Die Erzählung K. Tzetniks «Das Haus der Puppen» erschien bereits 1953. Sie beschreibt den Alltag eines Bordells im Konzentrationslager Auschwitz. Hier unterlegt der Film nun ausführliche Zitate des Buches mit Bildern der Baracken und Zäune von Auschwitz. Obwohl der Film Literaturwissenschaftler zu Wort kommen lässt, die das sexuell stimulierende Moment in den Beschreibungen K. Tzetniks kritisieren, wirken die ausführlichen Zitate in unnötigem Maße voyeuristisch.

K. Tzetniks Literatur fungierte wegweisend: In den neunziger Jahren wurde sie Bestandteil des Curriculums israelischer Oberschulen. Hiermit gelangt der Film zu seiner wesentlichen Kritik: der Konstruktion der Erinnerung an die Schoa, die durch die K. Tzetniks Erzählungen einerseits und durch die «Stalags» andererseits konstituiert werde, so heißt es.

Interviewpartner dokumentieren den vorherrschenden Glauben an die Authentizität beider Quellen der Erinnerung, während Wissenschaftler vehement widersprechen.

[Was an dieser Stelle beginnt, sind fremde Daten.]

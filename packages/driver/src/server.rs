//! Ambient HTTP surface: `/healthz`, `/readyz`, `/metrics`.
//!
//! `/readyz` additionally checks the local sqlite pool and at least one
//! connected relay, mirroring the rider peer's readiness contract.

use std::sync::Arc;

use axum::extract::State;
use axum::http::StatusCode;
use axum::routing::get;
use axum::Router;
use prometheus::{Encoder, TextEncoder};
use sqlx::sqlite::SqlitePool;
use tokio::net::TcpListener;

#[derive(Clone)]
pub struct ServerState {
    pub db: SqlitePool,
    pub relay_connected: Arc<std::sync::atomic::AtomicBool>,
}

pub fn router(state: ServerState) -> Router {
    Router::new()
        .route("/healthz", get(healthz))
        .route("/readyz", get(readyz))
        .route("/metrics", get(metrics))
        .with_state(state)
}

pub async fn serve(bind_addr: &str, state: ServerState) -> eyre::Result<()> {
    let listener = TcpListener::bind(bind_addr).await?;
    tracing::info!(bind_addr, "driver http server listening");
    crate::metrics::UP.set(1.0);
    axum::serve(listener, router(state)).await?;
    Ok(())
}

async fn healthz() -> StatusCode {
    StatusCode::OK
}

async fn readyz(State(state): State<ServerState>) -> StatusCode {
    let db_ok = sqlx::query("SELECT 1").fetch_one(&state.db).await.is_ok();
    let relay_ok = state.relay_connected.load(std::sync::atomic::Ordering::Relaxed);
    if db_ok && relay_ok {
        StatusCode::OK
    } else {
        StatusCode::SERVICE_UNAVAILABLE
    }
}

async fn metrics() -> (StatusCode, String) {
    let encoder = TextEncoder::new();
    let metric_families = prometheus::gather();
    let mut buffer = Vec::new();
    if encoder.encode(&metric_families, &mut buffer).is_err() {
        return (StatusCode::INTERNAL_SERVER_ERROR, String::new());
    }
    (StatusCode::OK, String::from_utf8_lossy(&buffer).into_owned())
}
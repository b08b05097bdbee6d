//! HTLC-secured Cashu ecash payment engine: locks a fare under a payment-hash
//! spending condition, claims it by preimage, and bridges cross-mint
//! payments over Lightning with ride-id-keyed idempotence.

pub mod bridge;
pub mod engine;
pub mod error;
pub mod htlc;

pub use bridge::{bridge_payment, claim_deposit_by_quote_id, BridgeOutcome};
pub use cdk::nuts::Proofs;
pub use engine::PaymentEngine;
pub use error::{PaymentEngineError, Result};
pub use htlc::{cdk_pubkey_from_id32, default_escrow_locktime, generate_preimage, ClaimOutcome, LockOutcome, PreimagePair};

Die Kritik bedient sich insbesondere wechselnden Einsatzes von Schwarz-Weiß- und Farbaufnahmen. Der Film erscheint in Schwarz-Weiß, allein die Abbildungen der «Stalags», meist die Titelcover, werden in farbigen Detailaufnahmen präsentiert. Auch die Bilder einer Schulklasse in Auschwitz erscheinen in Farbe. Der Eindruck einer Gesellschaft entsteht, die von der Erinnerung an die Schoa dominiert ist, welche wiederum geprägt ist von einer einseitigen, sexuell obsessiven und perversen Aufklärung. Der Filmemacher erhebt einen Schlussappell, indem er die Stimme einer Überlebenden der Schoa dafür plädiert, minimalistisch über die Geschichte zu schreiben, da große Worte nicht an das Grauen der Ereignisse heranzureichen vermögen.Die innerisraelische Auseinandersetzung mit der Konstruktion der Erinnerung an die Schoa ist nicht nur legitime Forderung, sondern sicherlich auch Notwendigkeit, bedarf jedoch nicht einer derart voyeuristischen Präsentation. Weiterhin werden wichtige Aspekte des Themas, insbesondere psychologische Mechanismen, nicht hinreichend behandelt. In Gesellschaften außerhalb Israels eröffnet die ästhetische Form dieser Gesellschaftskritik fragwürdige Anknüpfungspunkte. Dies gilt nicht nur für die farblich akzentuierte unterstellte Dominanz sexueller Perversion. Auch die Zusammenführung historischer Aufnahmen mit einer nicht korrespondierenden Tonspur, darunter nicht zuletzt Aufnahmen aus Leni Riefenstahls «Triumph des Willens», zur Erläuterung der Faszination des Nationalsozialismus, impliziert Assoziationen, deren Wirkung über die eigentliche Kritik hinausreichen und problematische Resultate bei einem antisemitisch prädisponierten Publikum zeitigen können.